坂口志文 名誉教授のノーベル生理学・医学賞が決定しました。(2025年10月6日)
湊長博 総長のコメント
このたび、本学名誉教授で、再生医科学研究所(現:医生物学研究所)教授および所長を務められた坂口志文先生が、ノーベル生理学・医学賞を受賞されましたことを、京都大学を代表してお祝い申し上げます。
受賞対象となった免疫システムの研究成果の中で、特に坂口先生は過剰な免疫反応を抑える「制御性T細胞」という新しい細胞を発見されました。今後、自己免疫疾患やがんの治療、またアレルギーの予防などにますます応用されることが期待されています。
本学在職中を含め、自ら切り開かれてきた研究を最後まで貫かれ、最高の栄誉にまで至られた姿は、医学分野にかぎらず全ての若手研究者を奮い立たせるものであると思います。
改めまして、坂口先生の栄誉を心よりお慶び申し上げますとともに、ますますのご活躍を祈念いたします。
河本宏 医生物学研究所長のコメント
再生医科学研究所(現:医生物学研究所)で教授および所長を務められた坂口志文先生が、ノーベル生理学・医学賞を受賞されたことは大変に喜ばしく、所員一同大きな感銘を受けております。
坂口先生は、免疫学における最重要課題のひとつである「免疫寛容」の問題に取組み、「制御性T細胞による免疫寛容の仕組み」を、単独で解明しました。
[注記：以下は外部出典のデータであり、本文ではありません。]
use crate::application::state::Preferences;
use crate::core::models::PlaybackStats;
use crate::core::traits::KeyValueStore;
use crate::modules::library::catalog::PlaylistData;
use tracing::{debug, warn};

pub const PLAYLIST_KEY: &str = "playlist_data";
pub const VOLUME_KEY: &str = "player_volume";
pub const REPEAT_KEY: &str = "player_repeat";
pub const SHUFFLE_KEY: &str = "player_shuffle";
pub const RATE_KEY: &str = "player_rate";
pub const STATS_KEY: &str = "playback_stats";

/// Typed, best-effort access to the key/value store.
///
/// Nothing here ever fails: read errors and malformed values fall back to
/// defaults, write errors are logged and dropped.
pub struct Persistence {
    store: Box<dyn KeyValueStore>,
}

impl Persistence {
    pub fn new(store: Box<dyn KeyValueStore>) -> Self {
        Self { store }
    }

    pub fn load_playlist(&self) -> PlaylistData {
        self.read_json(PLAYLIST_KEY).unwrap_or_default()
    }

    pub fn save_playlist(&mut self, data: &PlaylistData) {
        self.write_json(PLAYLIST_KEY, data);
    }

    pub fn load_stats(&self) -> PlaybackStats {
        self.read_json(STATS_KEY).unwrap_or_default()
    }

    pub fn save_stats(&mut self, stats: &PlaybackStats) {
        self.write_json(STATS_KEY, stats);
    }

    /// Each preference is validated independently.
    pub fn load_preferences(&self) -> Preferences {
        let defaults = Preferences::default();

        Preferences {
            volume: self
                .read_parsed(VOLUME_KEY, Preferences::parse_volume)
                .unwrap_or(defaults.volume),
            repeat_mode: self
                .read_parsed(REPEAT_KEY, Preferences::parse_repeat)
                .unwrap_or(defaults.repeat_mode),
            shuffle_enabled: self
                .read_parsed(SHUFFLE_KEY, Preferences::parse_shuffle)
                .unwrap_or(defaults.shuffle_enabled),
            playback_rate: self
                .read_parsed(RATE_KEY, Preferences::parse_rate)
                .unwrap_or(defaults.playback_rate),
        }
    }

    pub fn save_volume(&mut self, volume: f32) {
        self.write_raw(VOLUME_KEY, &volume.to_string());
    }

    pub fn save_repeat(&mut self, mode: crate::core::models::RepeatMode) {
        self.write_raw(REPEAT_KEY, mode.as_str());
    }

    pub fn save_shuffle(&mut self, enabled: bool) {
        self.write_raw(SHUFFLE_KEY, if enabled { "true" } else { "false" });
    }

    pub fn save_rate(&mut self, rate: f32) {
        self.write_raw(RATE_KEY, &rate.to_string());
    }

    pub fn save_preferences(&mut self, prefs: &Preferences) {
        self.save_volume(prefs.volume);
        self.save_repeat(prefs.repeat_mode);
        self.save_shuffle(prefs.shuffle_enabled);
        self.save_rate(prefs.playback_rate);
    }

    fn read_raw(&self, key: &str) -> Option<String> {
        match self.store.get(key) {
            Ok(value) => value,
            Err(e) => {
                warn!(key, error = %e, "could not read stored value");
                None
            }
        }
    }

    fn read_parsed<T>(&self, key: &str, parse: impl Fn(&str) -> Option<T>) -> Option<T> {
        let raw = self.read_raw(key)?;
        let parsed = parse(&raw);
        if parsed.is_none() {
            warn!(key, value = %raw, "ignoring invalid stored value");
        }
        parsed
    }

    fn read_json<T: serde::de::DeserializeOwned>(&self, key: &str) -> Option<T> {
        let raw = self.read_raw(key)?;
        match serde_json::from_str(&raw) {
            Ok(value) => Some(value),
            Err(e) => {
                warn!(key, error = %e, "stored document is malformed, using defaults");
                None
            }
        }
    }

    fn write_json<T: serde::Serialize>(&mut self, key: &str, value: &T) {
        match serde_json::to_string(value) {
            Ok(json) => self.write_raw(key, &json),
            Err(e) => warn!(key, error = %e, "could not serialize value"),
        }
    }

    fn write_raw(&mut self, key: &str, value: &str) {
        match self.store.set(key, value) {
            Ok(()) => debug!(key, "persisted"),
            Err(e) => warn!(key, error = %e, "could not persist value"),
        }
    }
}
これは免疫学だけでなく生命科学全体でみても偉大な功績です。
さらに、この成果は自己免疫疾患やがんの治療にすでに広く応用され始めており、医学としての貢献も多大です。身近に研究の発展を見てきた者として、とても嬉しく思います。
一時期、逆風があった中でも強い信念をもって研究成果を積み上げられてきたことが、偉大な業績につながりました。
坂口先生の受賞が次世代の研究者を勇気づけ、これからも多くの優れた研究が生み出されることを期待しています。